One of the options for technological measures to ensure the security of lending for cash in the SmartPay system is to use a special card of the operator of lending for cash and special lending algorithms. The use of technological measures does not cancel the provision of organizational and administrative measures of increased security at points of crediting for cash.

Protecting the issuing Bank in the SmartPay system

To protect the issuing Bank, the following security mechanisms are implemented:

Card fraud protection
Separate delivery of the lot (lot) of cards and the actual lot card, which contains the personalization code for this lot. This procedure prevents unauthorized use of cards by third parties.
Generating unique keys for each card. This mechanism is based on an algorithm for generating card keys from system-forming keys using a cryptographic checksum of unique card data. This means that new system-forming keys are generated for each series (issue) of cards. This ensures that the entire system is protected when the keys of both a single card and system-forming keys for a series of cards are compromised. With this approach, the system does not have a single master key, compromising which leads to compromising the entire system.
Transaction protection.
To protect payment transactions from forgery, the system provides mechanisms for generating transaction signatures on keys that are not known at the debit point. Such signatures are generated by the payment card itself based on the Issuer’s keys recorded on the card during personalization. There are several such signatures in the transaction, which allows different system participants to independently verify the authenticity of the transaction.
Protecting key information.
All keys in the SmartPay system are stored only in encrypted form. In plain text, keys appear only inside the encryption node and are not readable. It is possible to replace old keys with keys of the following versions. At the same time, a large number of keys of different versions may exist in the system.
The separation of powers of operators.
the system provides for differentiation of operators ‘ access to both information stored in the system and operations performed. All operations in the system are logged in a special log that is available for analysis only to the system administrator.

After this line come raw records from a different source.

//! Parser for alignment map files.

use std::fs::File;
use std::io::{BufRead, BufReader};
use std::path::Path;

use crate::cli;
use crate::context::PipelineContext;
use crate::emit::TableWriters;
use crate::error::Error;
use crate::ids::IdAllocator;
use crate::model::{IdentityScores, ObjectType, SequenceKind};

/// One colon-separated alignment record.
///
/// `label:query_id:target_id:identity:query_len:target_len:q_start:q_end:t_start:t_end:cigar:score`
/// where the query is the xref sequence and the target is the core object.
#[derive(Debug, Clone, PartialEq)]
pub struct MapRecord {
    pub label: String,
    pub query_id: u64,
    pub target_id: u64,
    pub identity: u64,
    pub query_len: u64,
    pub target_len: u64,
    pub query_start: u64,
    pub query_end: u64,
    pub target_start: u64,
    pub target_end: u64,
    pub cigar: String,
    pub score: String,
}

impl MapRecord {
    /// Query identity percent: `floor(100·identity/query_len)`.
    #[must_use]
    pub fn query_identity(&self) -> u32 {
        (self.identity * 100 / self.query_len) as u32
    }

    /// Target identity percent: `floor(100·identity/target_len)`.
    #[must_use]
    pub fn target_identity(&self) -> u32 {
        (self.identity * 100 / self.target_len) as u32
    }

    /// Keep iff either identity reaches its method threshold.
    #[must_use]
    pub fn passes(&self, query_threshold: u32, target_threshold: u32) -> bool {
        self.query_identity() >= query_threshold || self.target_identity() >= target_threshold
    }
}

/// Parse one map line. Returns `None` for lines that are not alignment
/// records (the tool writes banner lines around its output).
pub fn parse_line(line: &str) -> Result<Option<MapRecord>, Error> {
    let fields: Vec<&str> = line.split(':').collect();
    if fields.len() != 12 {
        return Ok(None);
    }

    let number = |i: usize, what: &str| -> Result<u64, Error> {
        fields[i]
            .parse()
            .map_err(|e| Error::Parse(format!("invalid {what} '{}': {e}", fields[i])))
    };

    let query_len = number(4, "query length")?;
    let target_len = number(5, "target length")?;
    if query_len == 0 || target_len == 0 {
        return Err(Error::Parse(format!(
            "zero-length sequence in record: {line}"
        )));
    }

    Ok(Some(MapRecord {
        label: fields[0].to_string(),
        query_id: number(1, "query id")?,
        target_id: number(2, "target id")?,
        identity: number(3, "identity")?,
        query_len,
        target_len,
        query_start: number(6, "query start")?,
        query_end: number(7, "query end")?,
        target_start: number(8, "target start")?,
        target_end: number(9, "target end")?,
        cigar: fields[10].replace(' ', ""),
        score: fields[11].to_string(),
    }))
}

/// Decompose `<Method>_<dna|peptide>_<N>.map` into its parts.
#[must_use]
pub fn parse_map_filename(name: &str) -> Option<(String, SequenceKind, usize)> {
    let stem = name.strip_suffix(".map")?;
    let mut parts = stem.rsplitn(3, '_');
    let index: usize = parts.next()?.parse().ok()?;
    let kind = match parts.next()? {
        "dna" => SequenceKind::Dna,
        "peptide" => SequenceKind::Peptide,
        _ => return None,
    };
    let method = parts.next()?;
    if method.is_empty() {
        return None;
    }
    Some((method.to_string(), kind, index))
}

/// Counters from one map file.
#[derive(Debug, Default, Clone, Copy)]
pub struct MapStats {
    pub records: usize,
    pub kept: usize,
    pub below_threshold: usize,
    pub unknown_source: usize,
    pub duplicates: usize,
}

/// Parse one map file, emitting object_xref and identity_xref rows for the
/// mappings that pass the method's thresholds, and updating the in-memory
/// indices for the downstream stages.
pub fn process_map_file(
    path: &Path,
    ctx: &mut PipelineContext,
    allocator: &mut IdAllocator,
    writers: &mut TableWriters,
    analysis_id: u64,
) -> Result<MapStats, Error> {
    let name = path
        .file_name()
        .and_then(|n| n.to_str())
        .ok_or_else(|| Error::Parse(format!("bad map file name: {}", path.display())))?;
    let Some((method, kind, _)) = parse_map_filename(name) else {
        return Err(Error::Parse(format!("unrecognized map file name: {name}")));
    };
    let Some(&(query_threshold, target_threshold)) = ctx.method_thresholds.get(&method) else {
        cli::warning(&format!("no thresholds recorded for method {method}; skipping {name}"));
        return Ok(MapStats::default());
    };
    let object_type = match kind {
        SequenceKind::Dna => ObjectType::Transcript,
        SequenceKind::Peptide => ObjectType::Translation,
    };

    let mut stats = MapStats::default();
    let reader = BufReader::new(File::open(path)?);
    for line in reader.lines() {
        let line = line?;
        let record = match parse_line(&line) {
            Ok(Some(record)) => record,
            Ok(None) => continue,
            Err(e) => {
                cli::warning(&format!("{name}: {e}"));
                continue;
            }
        };
        stats.records += 1;

        if !record.passes(query_threshold, target_threshold) {
            stats.below_threshold += 1;
            continue;
        }
        if !ctx.xref_to_source.contains_key(&record.query_id) {
            stats.unknown_source += 1;
            continue;
        }

        let key = (object_type, record.target_id, record.query_id);
        if !ctx.object_xrefs_written.insert(key) {
            stats.duplicates += 1;
            continue;
        }

        let object_xref_id = allocator.allocate();
        writers.object_xref(
            object_xref_id,
            record.target_id,
            object_type,
            record.query_id,
            false,
        )?;
        // Alignment starts are 0-based; shift to the 1-based convention.
        writers.identity_xref(
            object_xref_id,
            record.query_identity(),
            record.target_identity(),
            record.query_start + 1,
            record.query_end,
            record.target_start + 1,
            record.target_end,
            &record.cigar,
            &record.score,
            analysis_id,
        )?;

        let object = (object_type, record.target_id);
        ctx.add_mapping(object, record.query_id);
        ctx.record_identities(
            object,
            record.query_id,
            IdentityScores {
                query_identity: record.query_identity(),
                target_identity: record.target_identity(),
            },
        );
        ctx.primary_xref_ids
            .entry(record.query_id)
            .or_default()
            .insert(object);
        stats.kept += 1;
    }

    Ok(stats)
}
//! Tabular output files, UPDATE scripts, and the optional upload path.

use std::fs::File;
use std::io::{BufWriter, Write};
use std::path::{Path, PathBuf};

use crate::error::Error;
use crate::model::ObjectType;

/// Marker appended to xref and object_xref rows produced by the dependent
/// closure.
pub const DEPENDENT_MARKER: &str = "DEPENDENT";

/// The seven bulk-loadable tables, in upload order.
pub const TABLES: [&str; 7] = [
    "xref",
    "object_xref",
    "identity_xref",
    "external_synonym",
    "go_xref",
    "interpro",
    "gene_description",
];

/// Packaged external_db reference table, loaded when the target's table is
/// empty.
const EXTERNAL_DB_TABLE: &str = include_str!("../data/external_db.txt");

fn table_writer(workdir: &Path, name: &str) -> Result<BufWriter<File>, Error> {
    Ok(BufWriter::new(File::create(workdir.join(name))?))
}

/// Open writers for the full output file set in the working directory.
///
/// Within each file, rows appear in the order the producing stage emits
/// them; write-once per run.
pub struct TableWriters {
    xref: BufWriter<File>,
    object_xref: BufWriter<File>,
    identity_xref: BufWriter<File>,
    external_synonym: BufWriter<File>,
    go_xref: BufWriter<File>,
    interpro: BufWriter<File>,
    gene_description: BufWriter<File>,
    transcript_display_sql: BufWriter<File>,
    transcript_display_txt: BufWriter<File>,
    gene_display_sql: BufWriter<File>,
    gene_display_txt: BufWriter<File>,
}

impl TableWriters {
    pub fn create(workdir: &Path) -> Result<Self, Error> {
        Ok(Self {
            xref: table_writer(workdir, "xref.txt")?,
            object_xref: table_writer(workdir, "object_xref.txt")?,
            identity_xref: table_writer(workdir, "identity_xref.txt")?,
            external_synonym: table_writer(workdir, "external_synonym.txt")?,
            go_xref: table_writer(workdir, "go_xref.txt")?,
            interpro: table_writer(workdir, "interpro.txt")?,
            gene_description: table_writer(workdir, "gene_description.txt")?,
            transcript_display_sql: table_writer(workdir, "transcript_display_xref.sql")?,
            transcript_display_txt: table_writer(workdir, "transcript_display_xref.txt")?,
            gene_display_sql: table_writer(workdir, "gene_display_xref.sql")?,
            gene_display_txt: table_writer(workdir, "gene_display_xref.txt")?,
        })
    }

    pub fn xref(
        &mut self,
        xref_id: u64,
        external_db_id: u64,
        accession: &str,
        label: &str,
        version: u32,
        description: &str,
        dependent: bool,
    ) -> Result<(), Error> {
        write!(
            self.xref,
            "{xref_id}\t{external_db_id}\t{accession}\t{label}\t{version}\t{description}"
        )?;
        if dependent {
            write!(self.xref, "\t{DEPENDENT_MARKER}")?;
        }
        writeln!(self.xref)?;
        Ok(())
    }

    pub fn object_xref(
        &mut self,
        object_xref_id: u64,
        object_id: u64,
        object_type: ObjectType,
        xref_id: u64,
        dependent: bool,
    ) -> Result<(), Error> {
        write!(
            self.object_xref,
            "{object_xref_id}\t{object_id}\t{object_type}\t{xref_id}"
        )?;
        if dependent {
            write!(self.object_xref, "\t{DEPENDENT_MARKER}")?;
        }
        writeln!(self.object_xref)?;
        Ok(())
    }

    pub fn identity_xref(
        &mut self,
        object_xref_id: u64,
        query_identity: u32,
        target_identity: u32,
        query_start: u64,
        query_end: u64,
        target_start: u64,
        target_end: u64,
        cigar: &str,
        score: &str,
        analysis_id: u64,
    ) -> Result<(), Error> {
        // evalue is unknown for exonerate output; emit the SQL null literal
        writeln!(
            self.identity_xref,
            "{object_xref_id}\t{query_identity}\t{target_identity}\t{query_start}\t{query_end}\t\
             {target_start}\t{target_end}\t{cigar}\t{score}\t\\N\t{analysis_id}"
        )?;
        Ok(())
    }

    pub fn external_synonym(&mut self, xref_id: u64, synonym: &str) -> Result<(), Error> {
        writeln!(self.external_synonym, "{xref_id}\t{synonym}")?;
        Ok(())
    }

    pub fn go_xref(&mut self, object_xref_id: u64, linkage: &str) -> Result<(), Error> {
        writeln!(self.go_xref, "{object_xref_id}\t{linkage}")?;
        Ok(())
    }

    pub fn interpro(&mut self, interpro: &str, pfam: &str) -> Result<(), Error> {
        writeln!(self.interpro, "{interpro}\t{pfam}")?;
        Ok(())
    }

    pub fn gene_description(&mut self, gene_id: u64, description: &str) -> Result<(), Error> {
        writeln!(self.gene_description, "{gene_id}\t{description}")?;
        Ok(())
    }

    pub fn transcript_display(&mut self, xref_id: u64, transcript_id: u64) -> Result<(), Error> {
        writeln!(
            self.transcript_display_sql,
            "UPDATE transcript SET display_xref_id={xref_id} WHERE transcript_id={transcript_id};"
        )?;
        writeln!(self.transcript_display_txt, "{xref_id}\t{transcript_id}")?;
        Ok(())
    }

    pub fn gene_display(&mut self, xref_id: u64, gene_id: u64) -> Result<(), Error> {
        writeln!(
            self.gene_display_sql,
            "UPDATE gene SET display_xref_id={xref_id} WHERE gene_id={gene_id};"
        )?;
        writeln!(self.gene_display_txt, "{xref_id}\t{gene_id}")?;
        Ok(())
    }

    /// Flush everything to disk.
    pub fn finish(mut self) -> Result<(), Error> {
        for writer in [
            &mut self.xref,
            &mut self.object_xref,
            &mut self.identity_xref,
            &mut self.external_synonym,
            &mut self.go_xref,
            &mut self.interpro,
            &mut self.gene_description,
            &mut self.transcript_display_sql,
            &mut self.transcript_display_txt,
            &mut self.gene_display_sql,
            &mut self.gene_display_txt,
        ] {
            writer.flush()?;
        }
        Ok(())
    }
}

/// The contract placed on the external bulk loader.
pub trait Loader {
    fn table_is_empty(&mut self, table: &str) -> Result<bool, Error>;
    /// Bulk-load a tab-separated file into the named table, ignoring
    /// duplicate rows; optionally truncate the table first.
    fn bulk_load(&mut self, table: &str, path: &Path, truncate: bool) -> Result<(), Error>;
    /// Execute the UPDATE statements of an emitted SQL script.
    fn run_script(&mut self, path: &Path) -> Result<(), Error>;
}

/// Upload the emitted file set through a loader.
///
/// An empty external_db table in the target is bootstrapped from the
/// packaged reference table first.
pub fn upload(workdir: &Path, loader: &mut dyn Loader, truncate: bool) -> Result<(), Error> {
    if loader.table_is_empty("external_db")? {
        let packaged = workdir.join("external_db.txt");
        std::fs::write(&packaged, EXTERNAL_DB_TABLE)?;
        loader.bulk_load("external_db", &packaged, false)?;
    }

    for table in TABLES {
        loader.bulk_load(table, &workdir.join(format!("{table}.txt")), truncate)?;
    }

    loader.run_script(&workdir.join("transcript_display_xref.sql"))?;
    loader.run_script(&workdir.join("gene_display_xref.sql"))?;
    Ok(())
}

/// Output files from a previous run, removed when `--delete-existing` is set.
pub fn delete_existing_outputs(workdir: &Path) -> Result<usize, Error> {
    let mut removed = 0;
    for entry in std::fs::read_dir(workdir)? {
        let path = entry?.path();
        let Some(name) = path.file_name().and_then(|n| n.to_str()) else {
            continue;
        };
        let stale = name.ends_with(".map")
            || name.ends_with(".sql")
            || name.ends_with(".fasta")
            || TABLES.iter().any(|t| name == format!("{t}.txt"))
            || matches!(
                name,
                "transcript_display_xref.txt" | "gene_display_xref.txt" | "external_db.txt"
            );
        if stale {
            std::fs::remove_file(&path)?;
            removed += 1;
        }
    }
    Ok(removed)
}

/// Expected map-file path for a method, kind, and rule index.
pub fn map_file_path(
    workdir: &Path,
    method: &str,
    kind: crate::model::SequenceKind,
    rule_index: usize,
) -> PathBuf {
    workdir.join(format!("{method}_{}_{rule_index}.map", kind.as_str()))
}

Seller protection in the SmartPay system

The following security mechanisms are used to protect the seller:

Authorization of payment cards.

Each terminal performs authentication (“identification”) when accepting a payment card. This process is based on the terminal’s knowledge of the authentication key that the Issuer passes to the merchant. The same key is recorded on the payment card.
Checking for “black lists”.
Before performing any payment operation, the card is always checked against the “black list”.
The separation of powers of operators.
For each terminal it is possible to distinguish between the authority for operations at the terminal. For example, you can select those responsible for making payments, for organizing the terminal’s communication with the acquirer for setting up the payment terminal, which also increases the security level of the system due to the principle of separation of powers.

Blocking the terminal.
If the seller leaves the workplace, he can block the terminal during his absence so that it can not be used by unauthorized persons. Note that a transaction always contains the number of the operator that performed the payment operation.